Diferentemente dos autores de livros acadêmicos, que recorrem a notas de pé-de-página, esses roteiristas muitas vezes não dão explicação nenhuma ou o fazem de forma incompleta, deixando a cargo de abnegados pesquisadores a tarefa de decifrar o mistério escondido nos quadrinhos.


A cada uma das referências encontradas, os estudiosos chamam de annotation, em analogia ao hábito de se anotar na borda de um livro de texto, alguma explicação para o que foi lido.

Um site bastante interessante, que tem annotations de várias histórias em quadrinhos, mas particularmente rico em análise de obras de Alan Moore, é o www.enjolrasworld.com. Nele, estão disponíveis, entre outros, referências a V de Vingança, As Aventuras da Liga Extraordinária e Watchmen.

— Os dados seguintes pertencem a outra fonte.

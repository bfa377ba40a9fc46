mod captcha;
mod stats;

pub use captcha::{
    BatchItem, CalculationResult, CaptchaService, ClassificationResult, ClickTarget,
    CLASSIFICATION_CONFIDENCE,
};
pub use stats::{EndpointStats, StatsSnapshot, StatsTracker};
//! Per-endpoint, per-client rate limiting.
//!
//! Each endpoint budget is a keyed GCRA limiter from `governor`, keyed by
//! client. A budget of `n per period` allows a burst of `n` and replenishes
//! one request every `period / n`. Idle clients are pruned with
//! `retain_recent` once an endpoint tracks more than the configured
//! capacity.

use std::net::SocketAddr;
use std::num::NonZeroU32;
use std::sync::Arc;
use std::time::Duration;

use axum::{
    body::Body,
    extract::{ConnectInfo, MatchedPath, State},
    http::Request,
    middleware::Next,
    response::{IntoResponse, Response},
};
use governor::{
    clock::{Clock, DefaultClock},
    middleware::NoOpMiddleware,
    state::keyed::DefaultKeyedStateStore,
    Quota,
};

use crate::api::state::AppState;
use crate::config::{RateLimit, RateLimitConfig};
use crate::error::CaptchaError;

use super::response::ApiResponse;

/// Budgets for endpoints that do not follow the default limit.
const ENDPOINT_LIMITS: &[(&str, RateLimit)] = &[
    ("classification", RateLimit::per_minute(50)),
    ("batch_classification", RateLimit::per_minute(10)),
];

type KeyedLimiter<C> = governor::RateLimiter<
    String,
    DefaultKeyedStateStore<String>,
    C,
    NoOpMiddleware<<C as Clock>::Instant>,
>;

struct Budget<C: Clock> {
    limit: RateLimit,
    limiter: KeyedLimiter<C>,
}

impl<C: Clock + Clone> Budget<C> {
    fn new(limit: RateLimit, clock: &C) -> Self {
        Self {
            limit,
            limiter: governor::RateLimiter::new(
                quota(limit),
                DefaultKeyedStateStore::default(),
                clock.clone(),
            ),
        }
    }
}

/// Burst of `requests`, one request replenished every `period / requests`.
fn quota(limit: RateLimit) -> Quota {
    let burst = NonZeroU32::new(limit.requests).unwrap_or(NonZeroU32::MIN);
    let interval = limit.period / burst.get();
    Quota::with_period(interval)
        .unwrap_or_else(|| Quota::per_second(NonZeroU32::MAX))
        .allow_burst(burst)
}

/// Whole seconds, rounded up and never below one.
fn retry_after_secs(wait: Duration) -> u64 {
    let secs = wait.as_secs() + u64::from(wait.subsec_nanos() > 0);
    secs.max(1)
}

#[derive(Clone)]
pub struct RateLimiter<C: Clock = DefaultClock> {
    endpoints: Arc<Vec<(&'static str, Budget<C>)>>,
    fallback: Arc<Budget<C>>,
    clock: C,
    capacity: usize,
    trust_proxy_headers: bool,
}

impl RateLimiter {
    pub fn new(config: &RateLimitConfig) -> Self {
        Self::with_clock(config, DefaultClock::default())
    }
}

impl<C: Clock + Clone> RateLimiter<C> {
    pub fn with_clock(config: &RateLimitConfig, clock: C) -> Self {
        let endpoints = ENDPOINT_LIMITS
            .iter()
            .map(|(name, limit)| (*name, Budget::new(*limit, &clock)))
            .collect();
        Self {
            endpoints: Arc::new(endpoints),
            fallback: Arc::new(Budget::new(config.default_limit, &clock)),
            clock,
            capacity: config.capacity.max(1),
            trust_proxy_headers: config.trust_proxy_headers,
        }
    }

    fn budget(&self, endpoint: &str) -> &Budget<C> {
        self.endpoints
            .iter()
            .find(|(name, _)| *name == endpoint)
            .map(|(_, budget)| budget)
            .unwrap_or(&self.fallback)
    }

    pub fn limit_for(&self, endpoint: &str) -> RateLimit {
        self.budget(endpoint).limit
    }

    /// Spend one request of `client`'s budget on `endpoint`. Returns the
    /// seconds until the next request would be admitted when none is left.
    pub fn check(&self, endpoint: &str, client: &str) -> Result<(), u64> {
        let budget = self.budget(endpoint);
        let key = client.to_string();

        if let Err(not_until) = budget.limiter.check_key(&key) {
            let wait = not_until.wait_time_from(self.clock.now());
            return Err(retry_after_secs(wait));
        }

        if budget.limiter.len() > self.capacity {
            budget.limiter.retain_recent();
            budget.limiter.shrink_to_fit();
        }
        Ok(())
    }

    /// Number of clients currently tracked for `endpoint`.
    pub fn tracked_clients(&self, endpoint: &str) -> usize {
        self.budget(endpoint).limiter.len()
    }

    /// Client identity: the first `X-Forwarded-For` hop when proxies are
    /// trusted, otherwise the peer address.
    pub fn client_key(&self, request: &Request<Body>) -> String {
        if self.trust_proxy_headers {
            let forwarded = request
                .headers()
                .get("x-forwarded-for")
                .and_then(|value| value.to_str().ok())
                .and_then(|value| value.split(',').next())
                .map(str::trim)
                .filter(|hop| !hop.is_empty());
            if let Some(hop) = forwarded {
                return hop.to_string();
            }
        }

        request
            .extensions()
            .get::<ConnectInfo<SocketAddr>>()
            .map(|ConnectInfo(addr)| addr.ip().to_string())
            .unwrap_or_else(|| "unknown".to_string())
    }
}

/// Stable endpoint name for a matched route, e.g. `/batch/classification`
/// becomes `batch_classification`.
pub fn endpoint_name(request: &Request<Body>) -> String {
    let path = request
        .extensions()
        .get::<MatchedPath>()
        .map(|matched| matched.as_str().to_string())
        .unwrap_or_else(|| request.uri().path().to_string());
    path.trim_matches('/').replace('/', "_")
}

pub async fn rate_limit_middleware(
    State(state): State<AppState>,
    request: Request<Body>,
    next: Next,
) -> Response {
    if !state.config.rate_limit.enabled {
        return next.run(request).await;
    }

    let endpoint = endpoint_name(&request);
    let client = state.limiter.client_key(&request);

    match state.limiter.check(&endpoint, &client) {
        Ok(()) => next.run(request).await,
        Err(retry_after) => {
            let limit = state.limiter.limit_for(&endpoint);
            tracing::warn!(%endpoint, %client, %limit, retry_after, "Rate limit exceeded");
            ApiResponse::<()>::from(CaptchaError::RateLimited { retry_after }).into_response()
        }
    }
}
//! # API Response Envelope & Error Contract
//!
//! Every endpoint returns an [`ApiResponse<T>`] envelope:
//!
//! ```json
//! {
//!   "data": { ... },                                        // present on success
//!   "error": { "code": "invalid_request", "message": "..." } // present on error
//! }
//! ```
//!
//! Error codes map to fixed HTTP statuses via [`ErrorCode::status`]. Internal
//! failures are logged and reported with a generic message.

use axum::{
    http::{header, HeaderValue, StatusCode},
    response::{IntoResponse, Response},
    Json,
};
use serde::{Deserialize, Serialize};

use crate::error::CaptchaError;

/// Machine-readable error code included in every error response.
///
/// Serialized as a snake_case string on the wire (e.g. `"invalid_request"`).
#[derive(Debug, Clone, Copy, PartialEq, Eq, Serialize, Deserialize, utoipa::ToSchema)]
#[serde(rename_all = "snake_case")]
pub enum ErrorCode {
    /// Malformed body, missing field, undecodable image. HTTP 400.
    InvalidRequest,
    /// No API key supplied. HTTP 401.
    Unauthorized,
    /// API key not recognised. HTTP 403.
    Forbidden,
    /// Image larger than the configured limit. HTTP 413.
    PayloadTooLarge,
    /// The captcha text is not a supported arithmetic expression. HTTP 422.
    UnprocessableExpression,
    /// Too many requests in the current window. HTTP 429.
    RateLimited,
    /// Unexpected server-side failure. HTTP 500.
    InternalError,
    /// Remote image could not be fetched. HTTP 502.
    UpstreamError,
    /// Recognition engine not configured or unreachable. HTTP 503.
    ServiceUnavailable,
}

impl ErrorCode {
    pub fn status(&self) -> StatusCode {
        match self {
            Self::InvalidRequest => StatusCode::BAD_REQUEST,
            Self::Unauthorized => StatusCode::UNAUTHORIZED,
            Self::Forbidden => StatusCode::FORBIDDEN,
            Self::PayloadTooLarge => StatusCode::PAYLOAD_TOO_LARGE,
            Self::UnprocessableExpression => StatusCode::UNPROCESSABLE_ENTITY,
            Self::RateLimited => StatusCode::TOO_MANY_REQUESTS,
            Self::InternalError => StatusCode::INTERNAL_SERVER_ERROR,
            Self::UpstreamError => StatusCode::BAD_GATEWAY,
            Self::ServiceUnavailable => StatusCode::SERVICE_UNAVAILABLE,
        }
    }
}

impl std::fmt::Display for ErrorCode {
    fn fmt(&self, f: &mut std::fmt::Formatter<'_>) -> std::fmt::Result {
        let code = match self {
            Self::InvalidRequest => "invalid_request",
            Self::Unauthorized => "unauthorized",
            Self::Forbidden => "forbidden",
            Self::PayloadTooLarge => "payload_too_large",
            Self::UnprocessableExpression => "unprocessable_expression",
            Self::RateLimited => "rate_limited",
            Self::InternalError => "internal_error",
            Self::UpstreamError => "upstream_error",
            Self::ServiceUnavailable => "service_unavailable",
        };
        f.write_str(code)
    }
}

/// Structured error payload within the envelope.
#[derive(Debug, Clone, Serialize, Deserialize, utoipa::ToSchema)]
pub struct ApiError {
    pub code: ErrorCode,
    /// Human-readable description. Internal details are never included.
    pub message: String,
}

impl From<CaptchaError> for ApiError {
    fn from(err: CaptchaError) -> Self {
        let (code, message) = classify_error(err);
        Self { code, message }
    }
}

/// Response envelope shared by all endpoints.
#[derive(Debug, Clone, Serialize, Deserialize)]
pub struct ApiResponse<T: Serialize> {
    #[serde(skip_serializing_if = "Option::is_none")]
    pub data: Option<T>,
    #[serde(skip_serializing_if = "Option::is_none")]
    pub error: Option<ApiError>,

    /// HTTP status to use in the response. Not serialized on the wire.
    #[serde(skip)]
    status: StatusCode,
    /// Seconds for the `Retry-After` header on rate-limited responses.
    #[serde(skip)]
    retry_after: Option<u64>,
}

impl<T: Serialize> ApiResponse<T> {
    /// Success response with data (HTTP 200).
    pub fn success(data: T) -> Self {
        Self {
            data: Some(data),
            error: None,
            status: StatusCode::OK,
            retry_after: None,
        }
    }

    /// Error response. HTTP status is derived from the [`ErrorCode`].
    pub fn error(code: ErrorCode, message: impl Into<String>) -> Self {
        Self {
            data: None,
            error: Some(ApiError {
                code,
                message: message.into(),
            }),
            status: code.status(),
            retry_after: None,
        }
    }

    pub fn status(&self) -> StatusCode {
        self.status
    }
}

impl<T: Serialize> IntoResponse for ApiResponse<T> {
    fn into_response(self) -> Response {
        let status = self.status;
        let retry_after = self.retry_after;

        let mut response = match serde_json::to_value(&self) {
            Ok(body) => (status, Json(body)).into_response(),
            Err(e) => {
                tracing::error!(error = %e, "Failed to serialize response body");
                let body = serde_json::json!({
                    "error": {
                        "code": "internal_error",
                        "message": "An internal error occurred"
                    }
                });
                (StatusCode::INTERNAL_SERVER_ERROR, Json(body)).into_response()
            }
        };

        if let Some(secs) = retry_after {
            response
                .headers_mut()
                .insert(header::RETRY_AFTER, HeaderValue::from(secs));
        }
        response
    }
}

fn classify_error(err: CaptchaError) -> (ErrorCode, String) {
    match err {
        CaptchaError::Validation(msg) => (ErrorCode::InvalidRequest, msg),

        e @ (CaptchaError::DecodeFailed(_)
        | CaptchaError::UnsupportedInputType(_)
        | CaptchaError::Json(_)) => (ErrorCode::InvalidRequest, e.to_string()),

        CaptchaError::Unauthorized(msg) => (ErrorCode::Unauthorized, msg),

        CaptchaError::Forbidden(msg) => (ErrorCode::Forbidden, msg),

        e @ (CaptchaError::SizeExceeded { .. } | CaptchaError::BodyTooLarge) => {
            (ErrorCode::PayloadTooLarge, e.to_string())
        }

        e @ (CaptchaError::EmptyExpression
        | CaptchaError::UnsupportedConstruct(_)
        | CaptchaError::DivisionByZero
        | CaptchaError::ArithmeticOverflow) => {
            (ErrorCode::UnprocessableExpression, e.to_string())
        }

        e @ CaptchaError::RateLimited { .. } => (ErrorCode::RateLimited, e.to_string()),

        e @ CaptchaError::FetchFailed(_) => {
            tracing::warn!(error = %e, "Remote image fetch failed");
            (ErrorCode::UpstreamError, "Failed to download image".to_string())
        }

        CaptchaError::EngineUnavailable(msg) => {
            tracing::warn!(reason = %msg, "Recognition engine unavailable");
            (
                ErrorCode::ServiceUnavailable,
                "Recognition engine unavailable".to_string(),
            )
        }

        ref internal @ (CaptchaError::Engine(_)
        | CaptchaError::Processing(_)
        | CaptchaError::Internal(_)) => {
            tracing::error!(error = %internal, "Internal error mapped to API response");
            (
                ErrorCode::InternalError,
                "An internal error occurred".to_string(),
            )
        }
    }
}

impl<T: Serialize> From<CaptchaError> for ApiResponse<T> {
    /// Convert a [`CaptchaError`] into an error envelope.
    fn from(err: CaptchaError) -> Self {
        let retry_after = match err {
            CaptchaError::RateLimited { retry_after } => Some(retry_after),
            _ => None,
        };
        let (code, message) = classify_error(err);
        let mut response = ApiResponse::error(code, message);
        response.retry_after = retry_after;
        response
    }
}

impl<T: Serialize> From<crate::error::Result<T>> for ApiResponse<T> {
    fn from(result: crate::error::Result<T>) -> Self {
        match result {
            Ok(data) => ApiResponse::success(data),
            Err(e) => e.into(),
        }
    }
}

#[cfg(test)]
mod tests {
    use super::*;

    fn status_of(err: CaptchaError) -> (StatusCode, ErrorCode) {
        let resp = ApiResponse::<()>::from(err);
        let code = resp.error.as_ref().map(|e| e.code).unwrap();
        (resp.status(), code)
    }

    #[test]
    fn success_response_serializes_without_error() {
        let resp = ApiResponse::success("hello");
        let json = serde_json::to_value(&resp).expect("serialize");
        assert_eq!(json["data"], "hello");
        assert!(json.get("error").is_none());
    }

    #[test]
    fn error_response_serializes_without_data() {
        let resp = ApiResponse::<()>::error(ErrorCode::Forbidden, "nope");
        let json = serde_json::to_value(&resp).expect("serialize");
        assert!(json.get("data").is_none());
        assert_eq!(json["error"]["code"], "forbidden");
        assert_eq!(json["error"]["message"], "nope");
    }

    #[test]
    fn error_taxonomy_maps_to_statuses() {
        assert_eq!(
            status_of(CaptchaError::DecodeFailed("x".into())),
            (StatusCode::BAD_REQUEST, ErrorCode::InvalidRequest)
        );
        assert_eq!(
            status_of(CaptchaError::UnsupportedInputType("number".into())),
            (StatusCode::BAD_REQUEST, ErrorCode::InvalidRequest)
        );
        assert_eq!(
            status_of(CaptchaError::SizeExceeded { size: 2, limit: 1 }),
            (StatusCode::PAYLOAD_TOO_LARGE, ErrorCode::PayloadTooLarge)
        );
        assert_eq!(
            status_of(CaptchaError::DivisionByZero),
            (
                StatusCode::UNPROCESSABLE_ENTITY,
                ErrorCode::UnprocessableExpression
            )
        );
        assert_eq!(
            status_of(CaptchaError::Unauthorized("missing".into())),
            (StatusCode::UNAUTHORIZED, ErrorCode::Unauthorized)
        );
        assert_eq!(
            status_of(CaptchaError::Forbidden("bad".into())),
            (StatusCode::FORBIDDEN, ErrorCode::Forbidden)
        );
        assert_eq!(
            status_of(CaptchaError::EngineUnavailable("off".into())),
            (StatusCode::SERVICE_UNAVAILABLE, ErrorCode::ServiceUnavailable)
        );
        assert_eq!(
            status_of(CaptchaError::Engine("boom".into())),
            (StatusCode::INTERNAL_SERVER_ERROR, ErrorCode::InternalError)
        );
    }

    #[test]
    fn internal_details_are_masked() {
        let resp = ApiResponse::<()>::from(CaptchaError::Internal("db password".into()));
        let json = serde_json::to_value(&resp).expect("serialize");
        assert_eq!(json["error"]["message"], "An internal error occurred");
    }

    #[test]
    fn rate_limited_sets_retry_after_header() {
        let response = ApiResponse::<()>::from(CaptchaError::RateLimited { retry_after: 17 })
            .into_response();
        assert_eq!(response.status(), StatusCode::TOO_MANY_REQUESTS);
        assert_eq!(response.headers()[header::RETRY_AFTER], "17");
    }

    #[test]
    fn error_code_display_matches_wire_format() {
        for code in [
            ErrorCode::InvalidRequest,
            ErrorCode::PayloadTooLarge,
            ErrorCode::UnprocessableExpression,
            ErrorCode::ServiceUnavailable,
        ] {
            let json = serde_json::to_value(code).expect("serialize");
            assert_eq!(json, code.to_string());
        }
    }
}
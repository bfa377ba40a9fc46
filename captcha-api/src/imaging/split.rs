use base64::engine::general_purpose::STANDARD;
use base64::Engine;

use super::preprocessing::{decode_image, encode_png};
use crate::error::{CaptchaError, Result};

/// The two halves of a combined slider image, each a base64 PNG.
#[derive(Debug, Clone, PartialEq, Eq)]
pub struct SplitImage {
    /// Rows `[0, y)`: the sliding piece.
    pub top: String,
    /// Rows `[y, height)`: the background.
    pub bottom: String,
}

/// Split an image horizontally at row `y`.
///
/// `y` must lie strictly inside the image so that neither half is empty.
pub fn split_at(bytes: &[u8], y: u32) -> Result<SplitImage> {
    let img = decode_image(bytes)?;
    let (width, height) = (img.width(), img.height());

    if y == 0 || y >= height {
        return Err(CaptchaError::Validation(format!(
            "Split row must satisfy 0 < y < {height}, got {y}"
        )));
    }

    let top = img.crop_imm(0, 0, width, y);
    let bottom = img.crop_imm(0, y, width, height - y);

    Ok(SplitImage {
        top: STANDARD.encode(encode_png(&top)?),
        bottom: STANDARD.encode(encode_png(&bottom)?),
    })
}

#[cfg(test)]
mod tests {
    use super::*;
    use image::{DynamicImage, GenericImageView, ImageFormat, Rgb, RgbImage};

    fn striped_png(width: u32, height: u32) -> Vec<u8> {
        let img = RgbImage::from_fn(width, height, |_, y| Rgb([y as u8, 0, 0]));
        let mut output = Vec::new();
        DynamicImage::ImageRgb8(img)
            .write_to(&mut std::io::Cursor::new(&mut output), ImageFormat::Png)
            .unwrap();
        output
    }

    fn decode_half(b64: &str) -> DynamicImage {
        image::load_from_memory(&STANDARD.decode(b64).unwrap()).unwrap()
    }

    #[test]
    fn test_split_heights_and_content() {
        let split = split_at(&striped_png(30, 100), 40).unwrap();

        let top = decode_half(&split.top);
        let bottom = decode_half(&split.bottom);
        assert_eq!(top.dimensions(), (30, 40));
        assert_eq!(bottom.dimensions(), (30, 60));
        assert_eq!(top.to_rgb8().get_pixel(0, 39), &Rgb([39, 0, 0]));
        assert_eq!(bottom.to_rgb8().get_pixel(0, 0), &Rgb([40, 0, 0]));
    }

    #[test]
    fn test_split_row_bounds() {
        let png = striped_png(10, 20);
        assert!(split_at(&png, 1).is_ok());
        assert!(split_at(&png, 19).is_ok());
        assert!(matches!(split_at(&png, 0), Err(CaptchaError::Validation(_))));
        assert!(matches!(split_at(&png, 20), Err(CaptchaError::Validation(_))));
        assert!(matches!(split_at(&png, 500), Err(CaptchaError::Validation(_))));
    }

    #[test]
    fn test_split_rejects_undecodable_input() {
        assert!(matches!(
            split_at(b"definitely not an image", 5),
            Err(CaptchaError::DecodeFailed(_))
        ));
    }
}
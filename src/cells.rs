use smallvec::SmallVec;
use std::fmt;

pub type CoordinateSmallVec = SmallVec<[GridCoordinate; 4]>;

/// A (row, column) position on a rectangular grid, 0-indexed from the top left.
#[derive(Hash, Eq, PartialEq, Copy, Clone, Debug, Ord, PartialOrd)]
pub struct GridCoordinate {
    pub row: u32,
    pub col: u32,
}

impl GridCoordinate {
    pub fn new(row: u32, col: u32) -> GridCoordinate {
        GridCoordinate { row, col }
    }

    #[inline]
    pub fn origin() -> GridCoordinate {
        GridCoordinate::new(0, 0)
    }

    /// The coordinate one step away in `direction`.
    /// Returns None when that would leave the non negative quadrant; the upper grid bounds
    /// are the grid's business.
    pub fn offset(self, direction: CompassPrimary) -> Option<GridCoordinate> {
        let GridCoordinate { row, col } = self;
        match direction {
            CompassPrimary::North => row.checked_sub(1).map(|r| GridCoordinate::new(r, col)),
            CompassPrimary::East => col.checked_add(1).map(|c| GridCoordinate::new(row, c)),
            CompassPrimary::South => row.checked_add(1).map(|r| GridCoordinate::new(r, col)),
            CompassPrimary::West => col.checked_sub(1).map(|c| GridCoordinate::new(row, c)),
        }
    }

    /// Which way to step from `self` to reach `other`, if they are exactly one cardinal step apart.
    pub fn direction_to(self, other: GridCoordinate) -> Option<CompassPrimary> {
        let row_delta = i64::from(other.row) - i64::from(self.row);
        let col_delta = i64::from(other.col) - i64::from(self.col);
        match (row_delta, col_delta) {
            (-1, 0) => Some(CompassPrimary::North),
            (0, 1) => Some(CompassPrimary::East),
            (1, 0) => Some(CompassPrimary::South),
            (0, -1) => Some(CompassPrimary::West),
            _ => None,
        }
    }

    #[inline]
    pub fn is_adjacent(self, other: GridCoordinate) -> bool {
        self.direction_to(other).is_some()
    }
}

impl From<(u32, u32)> for GridCoordinate {
    fn from(row_col_pair: (u32, u32)) -> GridCoordinate {
        GridCoordinate::new(row_col_pair.0, row_col_pair.1)
    }
}

impl fmt::Display for GridCoordinate {
    fn fmt(&self, f: &mut fmt::Formatter) -> fmt::Result {
        write!(f, "({}, {})", self.row, self.col)
    }
}

#[derive(Eq, PartialEq, Copy, Clone, Debug, Hash)]
pub enum CompassPrimary {
    North,
    East,
    South,
    West,
}

impl CompassPrimary {
    /// Clockwise from north. Neighbour queries report cells in this order.
    pub const ALL: [CompassPrimary; 4] = [CompassPrimary::North,
                                          CompassPrimary::East,
                                          CompassPrimary::South,
                                          CompassPrimary::West];

    pub fn opposite(self) -> CompassPrimary {
        match self {
            CompassPrimary::North => CompassPrimary::South,
            CompassPrimary::East => CompassPrimary::West,
            CompassPrimary::South => CompassPrimary::North,
            CompassPrimary::West => CompassPrimary::East,
        }
    }

    #[inline]
    fn wall_index(self) -> usize {
        match self {
            CompassPrimary::North => 0,
            CompassPrimary::East => 1,
            CompassPrimary::South => 2,
            CompassPrimary::West => 3,
        }
    }
}

/// One square of the maze and its four boundary walls.
#[derive(Eq, PartialEq, Copy, Clone, Debug, Hash)]
pub struct Cell {
    coordinate: GridCoordinate,
    walls: [bool; 4],
}

impl Cell {
    /// A cell closed off on all four sides.
    pub fn new(coordinate: GridCoordinate) -> Cell {
        Cell {
            coordinate,
            walls: [true; 4],
        }
    }

    #[inline]
    pub fn coordinate(&self) -> GridCoordinate {
        self.coordinate
    }

    #[inline]
    pub fn has_wall(&self, direction: CompassPrimary) -> bool {
        self.walls[direction.wall_index()]
    }

    #[inline]
    pub fn is_open(&self, direction: CompassPrimary) -> bool {
        !self.has_wall(direction)
    }

    /// Wall flags in north, east, south, west order.
    #[inline]
    pub fn walls(&self) -> [bool; 4] {
        self.walls
    }

    pub fn walls_count(&self) -> usize {
        self.walls.iter().filter(|&&wall| wall).count()
    }

    // Only the grid may touch a single side, the opposite side must change with it.
    #[inline]
    pub(crate) fn set_wall(&mut self, direction: CompassPrimary, present: bool) {
        self.walls[direction.wall_index()] = present;
    }

    #[inline]
    pub(crate) fn close_all(&mut self) {
        self.walls = [true; 4];
    }
}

No site www.hoboes.com/html/FireBlade/Fluff/Comics/dreamer.shtml, há um annotation de The Dreamer, de Will Eisner, uma graphic novel que faz um relato disfarçado do período inicial da indústria de revistas em quadrinhos americana.

Os annotations muitas vezes são incompletos, pois seus autores não conseguem identificar todos os pontos que o quadrinhista deixou obscuros e, para alguns, toda colaboração que venha a complementar o trabalho é bem-vinda.

Obviamente, o interesse pelas explicações das entrelinhas de uma obra enriquece a experiência de sua apreciação, mas não pode deixar de ser um apêndice. Uma boa história em quadrinhos deve gerar prazer em sua leitura, ter uma narrativa envolvente e ser inteligível, independentemente de o leitor conhecer tais detalhes ou não.

Referências
THE ANNOTATED DREAMER: a graphic novella set during the dawn of the comic books. [site] Disponível em: http://www.hoboes.com/html/FireBlade/Fluff/Comics/dreamer.shtml. Acessado em 21 out. 2006.

ECO, Umberto. Misteriosa chama da rainha Loana. Rio de Janeiro: Record, 2005.

ECO, Umberto. O nome da rosa. Rio de Janeiro: O Globo; São Paulo: Folha de São Paulo, 2003.